Дверь кухни распахивается, влетает злая как чёрт Акеми.

— Прошу прощения, ото-сан, но я не могу молчать. Потом буду готова понести наказание.

Она толкает Доминика в грудь, припечатывая к стене.

— Так, чистюля, буду говорить на понятном тебе языке. Выметайся отсюда и не смей приближаться к моей сестре. И ни слова о любви — ты понятия не имеешь, что это такое. У вас её нет и быть не может. Те, кто рождён вне материнской утробы, любви не знают и не узнают никогда. Возвращайся к себе и забудь сюда дорогу.

Акеми ловко заворачивает Доминику левую руку за спину и ведёт к выходу из квартиры. В соседней комнате Кейко что-то кричит и колотит кулаками по запертой двери. Акеми спускается вместе с парнем к выходу из подъезда и выкидывает Доминика на улицу.

— Если она тебе действительно дорога, ты не пожалуешься полицаям. Ты же не хочешь проблем семье своей девушки, Ники-кун? — язвительно цедит Акеми. И добавляет: — Рукав почисть. Весь в грязи.

Доминик оборачивается, смотрит на неё с усмешкой.

— Дура, — говорит он беззлобно и холодно. — Мы с Кей уже всё сами решили. Ваше мнение ничего не значит. Я всего лишь нанёс визит вежливости, так велят приличия. Спасибо за тёплый приём. И ещё: я-то как раз рождён матерью. По недосмотру. Так уж получилось, ма-де-му-азель.

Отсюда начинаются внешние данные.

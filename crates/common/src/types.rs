//! Common types used across the analytics workspace
//!
//! This module provides the option-chain domain types produced by the
//! ingestion boundary and consumed by every calculator.

use crate::error::{Error, Result};
use chrono::NaiveDate;
use ordered_float::OrderedFloat;
use serde::{Deserialize, Serialize};

/// Option right (call or put)
#[derive(Debug, Clone, Copy, PartialEq, Eq, Hash, PartialOrd, Ord, Serialize, Deserialize)]
#[serde(rename_all = "UPPERCASE")]
pub enum OptionRight {
    /// Call option
    Call,
    /// Put option
    Put,
}

impl OptionRight {
    /// Canonical upper-case name
    pub fn as_str(&self) -> &'static str {
        match self {
            OptionRight::Call => "CALL",
            OptionRight::Put => "PUT",
        }
    }

    /// Parse a raw right cell (case-insensitive, accepts `C`/`P` shorthands)
    pub fn parse(s: &str) -> Option<Self> {
        match s.trim().to_uppercase().as_str() {
            "CALL" | "C" => Some(OptionRight::Call),
            "PUT" | "P" => Some(OptionRight::Put),
            _ => None,
        }
    }

    pub fn is_put(&self) -> bool {
        matches!(self, OptionRight::Put)
    }
}

impl std::fmt::Display for OptionRight {
    fn fmt(&self, f: &mut std::fmt::Formatter<'_>) -> std::fmt::Result {
        write!(f, "{}", self.as_str())
    }
}

impl std::str::FromStr for OptionRight {
    type Err = Error;

    fn from_str(s: &str) -> Result<Self> {
        Self::parse(s).ok_or_else(|| Error::invalid_input(format!("unknown option right: {}", s)))
    }
}

/// Parse a calendar date from `YYYYMMDD`, `YYYY-MM-DD`, or an ISO
/// timestamp whose first ten characters are a `YYYY-MM-DD` date.
pub fn parse_date(s: &str) -> Result<NaiveDate> {
    let s = s.trim();
    if s.len() == 8 && s.bytes().all(|b| b.is_ascii_digit()) {
        return NaiveDate::parse_from_str(s, "%Y%m%d")
            .map_err(|e| Error::invalid_date(format!("{}: {}", s, e)));
    }
    let head = s.get(..10).unwrap_or(s);
    NaiveDate::parse_from_str(head, "%Y-%m-%d")
        .map_err(|e| Error::invalid_date(format!("{}: {}", s, e)))
}

/// Identity of one listed contract, used as the join key between the
/// Greeks, open-interest and price tables.
///
/// Joins match on `(strike, right)` within a single expiration.
#[derive(Debug, Clone, Copy, PartialEq, Eq, Hash, PartialOrd, Ord)]
pub struct ContractKey {
    pub expiration: NaiveDate,
    pub strike: OrderedFloat<f64>,
    pub right: OptionRight,
}

/// One option contract observation after normalization
///
/// Optional fields are undefined when the source table lacks the column or
/// the cell could not be parsed.
#[derive(Debug, Clone, PartialEq, Serialize, Deserialize)]
pub struct ContractRow {
    /// Strike in full price units (never milli-strike)
    pub strike: f64,
    pub right: OptionRight,
    pub expiration: NaiveDate,
    pub observation_date: NaiveDate,
    pub days_to_expiration: u32,
    pub delta: Option<f64>,
    pub gamma: Option<f64>,
    /// Implied volatility in percentage units (20.0 = 20%)
    pub implied_vol_pct: Option<f64>,
    pub bid: Option<f64>,
    pub ask: Option<f64>,
    /// Option end-of-day close (price tables only)
    pub close: Option<f64>,
    pub volume: Option<u64>,
    pub open_interest: Option<u64>,
}

impl ContractRow {
    /// Create a row with every optional field undefined. DTE is derived from
    /// the two dates and floors at zero.
    pub fn new(
        strike: f64,
        right: OptionRight,
        expiration: NaiveDate,
        observation_date: NaiveDate,
    ) -> Self {
        let dte = (expiration - observation_date).num_days().max(0) as u32;
        Self {
            strike,
            right,
            expiration,
            observation_date,
            days_to_expiration: dte,
            delta: None,
            gamma: None,
            implied_vol_pct: None,
            bid: None,
            ask: None,
            close: None,
            volume: None,
            open_interest: None,
        }
    }

    pub fn with_greeks(mut self, delta: f64, gamma: f64) -> Self {
        self.delta = Some(delta);
        self.gamma = Some(gamma);
        self
    }

    pub fn with_delta(mut self, delta: f64) -> Self {
        self.delta = Some(delta);
        self
    }

    pub fn with_iv(mut self, implied_vol_pct: f64) -> Self {
        self.implied_vol_pct = Some(implied_vol_pct);
        self
    }

    pub fn with_quote(mut self, bid: f64, ask: f64) -> Self {
        self.bid = Some(bid);
        self.ask = Some(ask);
        self
    }

    pub fn with_close(mut self, close: f64) -> Self {
        self.close = Some(close);
        self
    }

    pub fn with_volume(mut self, volume: u64) -> Self {
        self.volume = Some(volume);
        self
    }

    pub fn with_open_interest(mut self, open_interest: u64) -> Self {
        self.open_interest = Some(open_interest);
        self
    }

    pub fn key(&self) -> ContractKey {
        ContractKey {
            expiration: self.expiration,
            strike: OrderedFloat(self.strike),
            right: self.right,
        }
    }

    pub fn is_call(&self) -> bool {
        self.right == OptionRight::Call
    }

    pub fn is_put(&self) -> bool {
        self.right == OptionRight::Put
    }

    pub fn abs_delta(&self) -> Option<f64> {
        self.delta.map(f64::abs)
    }
}

/// End-of-day quote for the underlying instrument
#[derive(Debug, Clone, PartialEq, Serialize, Deserialize)]
pub struct UnderlyingQuote {
    pub symbol: String,
    pub date: NaiveDate,
    pub close: f64,
    pub open: Option<f64>,
    pub high: Option<f64>,
    pub low: Option<f64>,
    pub volume: Option<u64>,
}

impl UnderlyingQuote {
    pub fn new(symbol: impl Into<String>, date: NaiveDate, close: f64) -> Self {
        Self {
            symbol: symbol.into(),
            date,
            close,
            open: None,
            high: None,
            low: None,
            volume: None,
        }
    }
}

/// Everything the engine needs for one (symbol, date)
///
/// `greeks`, `open_interest` and `prices` hold rows for every active
/// expiration. `history` is the underlying's daily series up to and
/// including `date`.
#[derive(Debug, Clone, PartialEq, Serialize, Deserialize)]
pub struct ChainSnapshot {
    pub symbol: String,
    pub date: NaiveDate,
    pub spot: UnderlyingQuote,
    pub greeks: Vec<ContractRow>,
    pub open_interest: Vec<ContractRow>,
    pub prices: Vec<ContractRow>,
    pub history: Vec<UnderlyingQuote>,
}

impl ChainSnapshot {
    /// A snapshot with a spot quote and empty tables
    pub fn new(spot: UnderlyingQuote) -> Self {
        Self {
            symbol: spot.symbol.clone(),
            date: spot.date,
            spot,
            greeks: Vec::new(),
            open_interest: Vec::new(),
            prices: Vec::new(),
            history: Vec::new(),
        }
    }

    /// Distinct expirations across the three option tables
    pub fn expiration_count(&self) -> usize {
        let mut expirations: Vec<NaiveDate> = self
            .greeks
            .iter()
            .chain(&self.open_interest)
            .chain(&self.prices)
            .map(|r| r.expiration)
            .collect();
        expirations.sort_unstable();
        expirations.dedup();
        expirations.len()
    }
}

#[cfg(test)]
mod tests {
    use super::*;
    use assert_matches::assert_matches;

    fn date(y: i32, m: u32, d: u32) -> NaiveDate {
        NaiveDate::from_ymd_opt(y, m, d).unwrap()
    }

    #[test]
    fn test_right_parse() {
        assert_eq!(OptionRight::parse("call"), Some(OptionRight::Call));
        assert_eq!(OptionRight::parse(" P "), Some(OptionRight::Put));
        assert_eq!(OptionRight::parse("PUT"), Some(OptionRight::Put));
        assert_eq!(OptionRight::parse("straddle"), None);
        assert!("X".parse::<OptionRight>().is_err());
        assert_eq!(OptionRight::Put.to_string(), "PUT");
    }

    #[test]
    fn test_right_serializes_upper_case() {
        let json = serde_json::to_string(&OptionRight::Call).unwrap();
        assert_eq!(json, "\"CALL\"");
    }

    #[test]
    fn test_parse_date_formats() {
        assert_eq!(parse_date("20250127").unwrap(), date(2025, 1, 27));
        assert_eq!(parse_date("2025-01-27").unwrap(), date(2025, 1, 27));
        assert_eq!(parse_date("2025-01-27T16:00:00").unwrap(), date(2025, 1, 27));
        assert!(parse_date("27/01/2025").is_err());
        assert!(parse_date("").is_err());
    }

    #[test]
    fn test_parse_errors_carry_their_kind() {
        assert_matches!(parse_date("garbage"), Err(Error::InvalidDate(msg)) if msg.contains("garbage"));
        assert_matches!("X".parse::<OptionRight>(), Err(Error::InvalidInput(_)));
    }

    #[test]
    fn test_contract_row_dte() {
        let row = ContractRow::new(430.0, OptionRight::Call, date(2025, 2, 3), date(2025, 1, 27));
        assert_eq!(row.days_to_expiration, 7);

        let expired = ContractRow::new(430.0, OptionRight::Call, date(2025, 1, 20), date(2025, 1, 27));
        assert_eq!(expired.days_to_expiration, 0);
    }

    #[test]
    fn test_contract_key_scopes_expiration() {
        let a = ContractRow::new(430.0, OptionRight::Put, date(2025, 2, 3), date(2025, 1, 27));
        let b = ContractRow::new(430.0, OptionRight::Put, date(2025, 2, 10), date(2025, 1, 27));
        assert_ne!(a.key(), b.key());
        assert_eq!(a.key(), a.clone().with_volume(3).key());
    }
}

Не оборачиваясь, он уходит прочь по тёмной улице. Акеми с наслаждением плюёт ему вслед и с грохотом захлопывает дверь подъезда. Поднимаясь по лестнице в квартирку под самой крышей, Акеми думает, что скажет сестре. И никак не может подобрать слов.


Доминик бредёт вдоль Седьмой линии одиннадцатого сектора к выходу из Третьего круга. Чем дальше он от дома Кейко, тем более упорядоченными становятся его мысли и спокойнее сердце.

«Это не поражение, — думает он. — Самое главное — Кей сказала „да“ и приняла мой подарок к свадьбе. С мастером договорено, адрес Кей знает. Я заберу её из этой дыры, как только отец Ланглу нас повенчает. Осталось договориться с ним. Он не откажет, он нормальный человек. Мы будем вместе, переберёмся в дом Бойера. Детей заведём. Граждане Ядра имеют право на детей в порядке очерёдности. Мы встанем в очередь сразу же, как поженимся. На следующий же день. Мы имеем право быть счастливыми, как и все любящие люди Азиля. Даже в умирающем мире можно найти счастье».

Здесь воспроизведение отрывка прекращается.